> TASK GOAL
An exact transcription of all the entries below is required.

Stored dataset items:
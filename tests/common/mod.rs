#![allow(dead_code)]

use std::{
    collections::{HashSet, VecDeque},
    path::Path,
    sync::{
        Arc, Mutex,
        atomic::{AtomicI64, Ordering},
    },
};

use axum::{
    Router,
    extract::State,
    http::{HeaderMap, Method, StatusCode, Uri, header},
    response::{IntoResponse, Response},
};
use serde_json::{Value, json};

use jammming::{
    config::Config,
    management::CredentialStore,
    spotify::{ApiGateway, Clock, SessionManager},
    types::{Session, Track},
};

pub const NOW: i64 = 1_700_000_000;

#[derive(Debug, Clone)]
pub struct RecordedRequest {
    pub method: Method,
    pub path: String,
    pub query: String,
    pub authorization: Option<String>,
    pub body: String,
}

/// Scripted behaviour of the fake accounts service and Web API.
pub struct MockState {
    pub requests: Vec<RecordedRequest>,
    /// Bearer tokens the API accepts; everything else gets a 401.
    pub valid_tokens: HashSet<String>,
    /// Answers of the token endpoint, in order. When empty a fresh token is
    /// issued.
    pub token_responses: VecDeque<(u16, String)>,
    pub user_id: Option<String>,
    pub create_playlist_status: u16,
    /// Zero-based indices of track writes that answer with 500.
    pub failing_batches: HashSet<usize>,
    pub search_body: String,
    track_writes: usize,
}

impl Default for MockState {
    fn default() -> Self {
        Self {
            requests: Vec::new(),
            valid_tokens: HashSet::from(["valid-token".to_string(), "fresh-token".to_string()]),
            token_responses: VecDeque::new(),
            user_id: Some("user1".to_string()),
            create_playlist_status: 201,
            failing_batches: HashSet::new(),
            search_body: json!({ "tracks": { "items": [] } }).to_string(),
            track_writes: 0,
        }
    }
}

pub type Shared = Arc<Mutex<MockState>>;

pub struct MockServer {
    pub base_url: String,
    pub state: Shared,
}

impl MockServer {
    pub async fn start(state: MockState) -> Self {
        let state = Arc::new(Mutex::new(state));
        let app = Router::new().fallback(handle).with_state(Arc::clone(&state));
        let listener = tokio::net::TcpListener::bind("127.0.0.1:0").await.unwrap();
        let addr = listener.local_addr().unwrap();
        tokio::spawn(async move {
            axum::serve(listener, app).await.unwrap();
        });

        Self {
            base_url: format!("http://{addr}"),
            state,
        }
    }

    pub fn requests(&self) -> Vec<RecordedRequest> {
        self.state.lock().unwrap().requests.clone()
    }

    pub fn requests_to(&self, path_prefix: &str) -> Vec<RecordedRequest> {
        self.requests()
            .into_iter()
            .filter(|r| r.path.starts_with(path_prefix))
            .collect()
    }

    pub fn token_requests(&self) -> Vec<RecordedRequest> {
        self.requests_to("/api/token")
    }

    pub fn config(&self, data_dir: &Path) -> Config {
        Config {
            client_id: "client-123".to_string(),
            redirect_uri: "http://127.0.0.1:5173/callback".to_string(),
            scope: "playlist-modify-public playlist-modify-private".to_string(),
            auth_url: format!("{}/authorize", self.base_url),
            token_url: format!("{}/api/token", self.base_url),
            api_url: format!("{}/v1", self.base_url),
            server_addr: "127.0.0.1:0".to_string(),
            data_dir: data_dir.to_path_buf(),
        }
    }
}

fn json_response(status: u16, body: String) -> Response {
    let status = StatusCode::from_u16(status).unwrap_or(StatusCode::INTERNAL_SERVER_ERROR);
    (status, [(header::CONTENT_TYPE, "application/json")], body).into_response()
}

async fn handle(
    State(state): State<Shared>,
    method: Method,
    uri: Uri,
    headers: HeaderMap,
    body: String,
) -> Response {
    let path = uri.path().to_string();
    let authorization = headers
        .get(header::AUTHORIZATION)
        .and_then(|v| v.to_str().ok())
        .map(str::to_string);

    let mut st = state.lock().unwrap();
    st.requests.push(RecordedRequest {
        method: method.clone(),
        path: path.clone(),
        query: uri.query().unwrap_or_default().to_string(),
        authorization: authorization.clone(),
        body: body.clone(),
    });

    if path == "/api/token" {
        let (status, body) = st.token_responses.pop_front().unwrap_or_else(|| {
            (
                200,
                json!({
                    "access_token": "fresh-token",
                    "refresh_token": "fresh-refresh",
                    "expires_in": 3600
                })
                .to_string(),
            )
        });
        return json_response(status, body);
    }

    let authorized = authorization
        .as_deref()
        .and_then(|a| a.strip_prefix("Bearer "))
        .is_some_and(|token| st.valid_tokens.contains(token));
    if !authorized {
        return json_response(
            401,
            json!({ "error": { "status": 401, "message": "The access token expired" } })
                .to_string(),
        );
    }

    let p = path.as_str();
    if method == Method::GET && p == "/v1/me" {
        let body = match &st.user_id {
            Some(id) => json!({ "id": id, "display_name": "Test User" }),
            None => json!({ "display_name": "Nobody" }),
        };
        json_response(200, body.to_string())
    } else if method == Method::GET && p == "/v1/search" {
        json_response(200, st.search_body.clone())
    } else if method == Method::POST && p.starts_with("/v1/users/") && p.ends_with("/playlists") {
        let status = st.create_playlist_status;
        if (200..300).contains(&status) {
            json_response(status, json!({ "id": "pl1", "name": "x" }).to_string())
        } else {
            json_response(status, json!({ "error": "nope" }).to_string())
        }
    } else if method == Method::POST && p.starts_with("/v1/playlists/") && p.ends_with("/tracks") {
        let index = st.track_writes;
        st.track_writes += 1;
        if st.failing_batches.contains(&index) {
            json_response(500, json!({ "error": "boom" }).to_string())
        } else {
            json_response(201, json!({ "snapshot_id": format!("snap{index}") }).to_string())
        }
    } else {
        json_response(404, json!({ "error": "not found" }).to_string())
    }
}

/// Clock whose time only moves when a test says so.
pub struct FixedClock(AtomicI64);

impl FixedClock {
    pub fn new(now: i64) -> Arc<Self> {
        Arc::new(Self(AtomicI64::new(now)))
    }

    pub fn set(&self, now: i64) {
        self.0.store(now, Ordering::SeqCst);
    }
}

impl Clock for FixedClock {
    fn now(&self) -> i64 {
        self.0.load(Ordering::SeqCst)
    }
}

pub fn session(access_token: &str, refresh_token: Option<&str>, expires_at: i64) -> Session {
    Session {
        access_token: access_token.to_string(),
        refresh_token: refresh_token.map(str::to_string),
        expires_at,
    }
}

/// Stores `session` in `config.data_dir` and opens a manager on it.
pub async fn open_session(
    config: &Config,
    session: Option<Session>,
    clock: Arc<FixedClock>,
) -> SessionManager {
    let store = CredentialStore::new(config.data_dir.clone());
    if let Some(session) = session {
        store.save(&session).await.unwrap();
    }
    SessionManager::open_with_clock(config.clone(), store, clock)
        .await
        .unwrap()
}

pub async fn authorized_gateway(server: &MockServer, data_dir: &Path) -> ApiGateway {
    let config = server.config(data_dir);
    let manager = open_session(
        &config,
        Some(session("valid-token", Some("refresh-1"), NOW + 3600)),
        FixedClock::new(NOW),
    )
    .await;
    ApiGateway::new(&config, manager)
}

pub fn track(n: usize) -> Track {
    Track {
        id: format!("id{n}"),
        name: format!("Song {n}"),
        artist: format!("Artist {n}"),
        album: format!("Album {n}"),
        uri: format!("spotify:track:{n}"),
    }
}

> SOLVED EXERCISE
filename tests/common/mod.rs
#![allow(dead_code)]

use std::{
    collections::{HashSet, VecDeque},
    path::Path,
    sync::{
        Arc, Mutex,
        atomic::{AtomicI64, Ordering},
    },
};

use axum::{
    Router,
    extract::State,
    http::{HeaderMap, Method, StatusCode, Uri, header},
    response::{IntoResponse, Response},
};
use serde_json::{Value, json};

use jammming::{
    config::Config,
    management::CredentialStore,
    spotify::{ApiGateway, Clock, SessionManager},
    types::{Session, Track},
};

pub const NOW: i64 = 1_700_000_000;

#[derive(Debug, Clone)]
pub struct RecordedRequest {
    pub method: Method,
    pub path: String,
    pub query: String,
    pub authorization: Option<String>,
    pub body: String,
}

/// Scripted behaviour of the fake accounts service and Web API.
pub struct MockState {
    pub requests: Vec<RecordedRequest>,
    /// Bearer tokens the API accepts; everything else gets a 401.
    pub valid_tokens: HashSet<String>,
    /// Answers of the token endpoint, in order. When empty a fresh token is
    /// issued.
    pub token_responses: VecDeque<(u16, String)>,
    pub user_id: Option<String>,
    pub create_playlist_status: u16,
    /// Zero-based indices of track writes that answer with 500.
    pub failing_batches: HashSet<usize>,
    pub search_body: String,
    track_writes: usize,
}

impl Default for MockState {
    fn default() -> Self {
        Self {
            requests: Vec::new(),
            valid_tokens: HashSet::from(["valid-token".to_string(), "fresh-token".to_string()]),
            token_responses: VecDeque::new(),
            user_id: Some("user1".to_string()),
            create_playlist_status: 201,
            failing_batches: HashSet::new(),
            search_body: json!({ "tracks": { "items": [] } }).to_string(),
            track_writes: 0,
        }
    }
}

pub type Shared = Arc<Mutex<MockState>>;

pub struct MockServer {
    pub base_url: String,
    pub state: Shared,
}

impl MockServer {
    pub async fn start(state: MockState) -> Self {
        let state = Arc::new(Mutex::new(state));
        let app = Router::new().fallback(handle).with_state(Arc::clone(&state));
        let listener = tokio::net::TcpListener::bind("127.0.0.1:0").await.unwrap();
        let addr = listener.local_addr().unwrap();
        tokio::spawn(async move {
            axum::serve(listener, app).await.unwrap();
        });

        Self {
            base_url: format!("http://{addr}"),
            state,
        }
    }

    pub fn requests(&self) -> Vec<RecordedRequest> {
        self.state.lock().unwrap().requests.clone()
    }

    pub fn requests_to(&self, path_prefix: &str) -> Vec<RecordedRequest> {
        self.requests()
            .into_iter()
            .filter(|r| r.path.starts_with(path_prefix))
            .collect()
    }

    pub fn token_requests(&self) -> Vec<RecordedRequest> {
        self.requests_to("/api/token")
    }

    pub fn config(&self, data_dir: &Path) -> Config {
        Config {
            client_id: "client-123".to_string(),
            redirect_uri: "http://127.0.0.1:5173/callback".to_string(),
            scope: "playlist-modify-public playlist-modify-private".to_string(),
            auth_url: format!("{}/authorize", self.base_url),
            token_url: format!("{}/api/token", self.base_url),
            api_url: format!("{}/v1", self.base_url),
            server_addr: "127.0.0.1:0".to_string(),
            data_dir: data_dir.to_path_buf(),
        }
    }
}

fn json_response(status: u16, body: String) -> Response {
    let status = StatusCode::from_u16(status).unwrap_or(StatusCode::INTERNAL_SERVER_ERROR);
    (status, [(header::CONTENT_TYPE, "application/json")], body).into_response()
}

async fn handle(
    State(state): State<Shared>,
    method: Method,
    uri: Uri,
    headers: HeaderMap,
    body: String,
) -> Response {
    let path = uri.path().to_string();
    let authorization = headers
        .get(header::AUTHORIZATION)
        .and_then(|v| v.to_str().ok())
        .map(str::to_string);

    let mut st = state.lock().unwrap();
    st.requests.push(RecordedRequest {
        method: method.clone(),
        path: path.clone(),
        query: uri.query().unwrap_or_default().to_string(),
        authorization: authorization.clone(),
        body: body.clone(),
    });

    if path == "/api/token" {
        let (status, body) = st.token_responses.pop_front().unwrap_or_else(|| {
            (
                200,
                json!({
                    "access_token": "fresh-token",
                    "refresh_token": "fresh-refresh",
                    "expires_in": 3600
                })
                .to_string(),
            )
        });
        return json_response(status, body);
    }

    let authorized = authorization
        .as_deref()
        .and_then(|a| a.strip_prefix("Bearer "))
        .is_some_and(|token| st.valid_tokens.contains(token));
    if !authorized {
        return json_response(
            401,
            json!({ "error": { "status": 401, "message": "The access token expired" } })
                .to_string(),
        );
    }

    let p = path.as_str();
    if method == Method::GET && p == "/v1/me" {
        let body = match &st.user_id {
            Some(id) => json!({ "id": id, "display_name": "Test User" }),
            None => json!({ "display_name": "Nobody" }),
        };
        json_response(200, body.to_string())
    } else if method == Method::GET && p == "/v1/search" {
        json_response(200, st.search_body.clone())
    } else if method == Method::POST && p.starts_with("/v1/users/") && p.ends_with("/playlists") {
        let status = st.create_playlist_status;
        if (200..300).contains(&status) {
            json_response(status, json!({ "id": "pl1", "name": "x" }).to_string())
        } else {
            json_response(status, json!({ "error": "nope" }).to_string())
        }
    } else if method == Method::POST && p.starts_with("/v1/playlists/") && p.ends_with("/tracks") {
        let index = st.track_writes;
        st.track_writes += 1;
        if st.failing_batches.contains(&index) {
            json_response(500, json!({ "error": "boom" }).to_string())
        } else {
            json_response(201, json!({ "snapshot_id": format!("snap{index}") }).to_string())
        }
    } else {
        json_response(404, json!({ "error": "not found" }).to_string())
    }
}

/// Clock whose time only moves when a test says so.
pub struct FixedClock(AtomicI64);

impl FixedClock {
    pub fn new(now: i64) -> Arc<Self> {
        Arc::new(Self(AtomicI64::new(now)))
    }

    pub fn set(&self, now: i64) {
        self.0.store(now, Ordering::SeqCst);
    }
}

impl Clock for FixedClock {
    fn now(&self) -> i64 {
        self.0.load(Ordering::SeqCst)
    }
}

pub fn session(access_token: &str, refresh_token: Option<&str>, expires_at: i64) -> Session {
    Session {
        access_token: access_token.to_string(),
        refresh_token: refresh_token.map(str::to_string),
        expires_at,
    }
}

/// Stores `session` in `config.data_dir` and opens a manager on it.
pub async fn open_session(
    config: &Config,
    session: Option<Session>,
    clock: Arc<FixedClock>,
) -> SessionManager {
    let store = CredentialStore::new(config.data_dir.clone());
    if let Some(session) = session {
        store.save(&session).await.unwrap();
    }
    SessionManager::open_with_clock(config.clone(), store, clock)
        .await
        .unwrap()
}

pub async fn authorized_gateway(server: &MockServer, data_dir: &Path) -> ApiGateway {
    let config = server.config(data_dir);
    let manager = open_session(
        &config,
        Some(session("valid-token", Some("refresh-1"), NOW + 3600)),
        FixedClock::new(NOW),
    )
    .await;
    ApiGateway::new(&config, manager)
}

pub fn track(n: usize) -> Track {
    Track {
        id: format!("id{n}"),
        name: format!("Song {n}"),
        artist: format!("Artist {n}"),
        album: format!("Album {n}"),
        uri: format!("spotify:track:{n}"),
    }
}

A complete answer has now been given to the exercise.